Iranian President Hassan Rouhani urged Muslims worldwide on Saturday to unite against the United States and assured Saudis they were "brothers" who had nothing to fear from Tehran. US President Donald Trump abandoned a landmark 2015 nuclear deal between major powers and Tehran in May and has since reimposed crippling unilateral sanctions.
"What the United States wants of (the Middle East) today is enslavement," Rouhani told an Islamic unity conference in Tehran. Instead of "rolling out the red carpet for criminals," Muslim governments should unite against the United States and "the region's cancerous tumour", Israel, he said.
Israeli Prime Minister Benjamin Netanyahu, a staunch Trump ally and a bitter critic of the 2015 deal, lashed out in a statement at "the murderous Iranian regime".
"Rouhani's slander, which calls for the destruction of Israel, proves yet again why the nations of the world need to join in the sanctions against the Iranian terrorist regime which threatens them," he said in an English-language statement. Rouhani urged Shia Iran's Sunni rival Saudi Arabia to end its dependence on "insulting" US military aid.
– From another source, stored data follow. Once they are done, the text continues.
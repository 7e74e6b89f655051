//! Oracle command implementation.

use anyhow::{Context, Result};
use console::style;

use qsat_ir::qasm;
use qsat_search::PhaseOracle;

use super::common::{ProblemArgs, load_problem, print_field, print_section, resolve_synthesis};
use crate::config::QsatConfig;

/// Execute the oracle command.
pub fn execute(
    args: &ProblemArgs,
    synthesis: Option<&str>,
    emit_qasm: bool,
    draw: bool,
    config: &QsatConfig,
) -> Result<()> {
    let synthesis = resolve_synthesis(synthesis, config.search.synthesis)?;
    let expr = load_problem(args)?;
    let oracle =
        PhaseOracle::with_synthesis(expr, synthesis).context("Failed to build the phase oracle")?;
    let circuit = oracle.circuit();

    // QASM alone stays pipeable.
    if emit_qasm && !draw {
        print!("{}", qasm::emit(circuit));
        return Ok(());
    }

    print_section("Phase oracle");
    print_field("Expression", style(oracle.expression()).green());
    print_field("Synthesis", synthesis);
    print_field("Qubits", circuit.num_qubits());
    print_field("Gates", circuit.size());
    print_field("Depth", circuit.depth());
    print_field("Global phase", format!("{:.4}", circuit.global_phase()));

    let mut ops: Vec<(String, usize)> = circuit.count_ops().into_iter().collect();
    ops.sort_by(|a, b| b.1.cmp(&a.1).then_with(|| a.0.cmp(&b.0)));
    if !ops.is_empty() {
        print_section("Operations");
        for (name, count) in ops {
            println!("  {:<8} {}", style(name).cyan(), count);
        }
    }

    if draw {
        print_section("Circuit");
        print!("{circuit}");
    }
    if emit_qasm {
        print_section("OpenQASM 3");
        print!("{}", qasm::emit(circuit));
    }

    Ok(())
}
"We are ready to defend the Saudi people's interests against terrorism and superpowers with all our might," he said. "We do no ask $450 billion for it and will not insult you." Riyadh cut diplomatic ties with Tehran in January 2016 after protesters stormed its diplomatic missions in Iran following its execution of a prominent Shia cleric.
It accuses Tehran of fomenting unrest among Shias in the Gulf Arab states and the two governments have supported opposing sides in devastating civil wars in Syria and Yemen.